§ **What the exercise asks**: Report all lines of the records that contain "stats".
BEGIN
impl Backend for SlsqpSolver {
    fn name(&self) -> &'static str {
        BACKEND_NAME
    }

    fn solve(&self, model: &NlModel, config: &SolverConfig) -> Result<Solution, SolveError> {
        self.config.validate()?;
        config.validate()?;
        model.require_closed()?;
        config.check_start(model)?;

        let objective = model.objective()?;
        let x0 = match &config.x0 {
            Some(x0) => x0.clone(),
            None => model
                .variables()
                .iter()
                .map(|v| v.lower + 0.5 * v.width())
                .collect(),
        };
        let slsqp = match config.max_iterations {
            Some(n) => self.config.clone().with_max_iterations(n),
            None => self.config.clone(),
        };

        let started = Instant::now();
        let deadline = config.time_limit.map(|limit| started + limit);
        let cost = |x: &[f64]| objective.cost(x);
        let constraints: Vec<ScalarFn<'_>> = model
            .constraints()
            .iter()
            .map(|constraint| Box::new(move |x: &[f64]| constraint.slack(x)) as ScalarFn<'_>)
            .collect();

        let result = minimize(&cost, &x0, &model.bounds(), &constraints, &slsqp, deadline)?;
        if slsqp.disp {
            info!(
                exit = %result.exit,
                fun = result.fun,
                iterations = result.nit,
                function_evaluations = result.nfev,
                gradient_evaluations = result.njev,
                "slsqp finished"
            );
        }
        if !result.success() {
            warn!(exit = %result.exit, iterations = result.nit, "slsqp did not converge");
        }

        let converged = result.success();
        let stats = RunStats {
            iterations: result.nit,
            evaluations: result.nfev,
            elapsed: started.elapsed(),
            backend: BACKEND_NAME,
        };
        Solution::classify(model, result.x, converged, config.feasibility_tol, stats)
    }
}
END
§ **Task output**:
        let stats = RunStats {
        Solution::classify(model, result.x, converged, config.feasibility_tol, stats)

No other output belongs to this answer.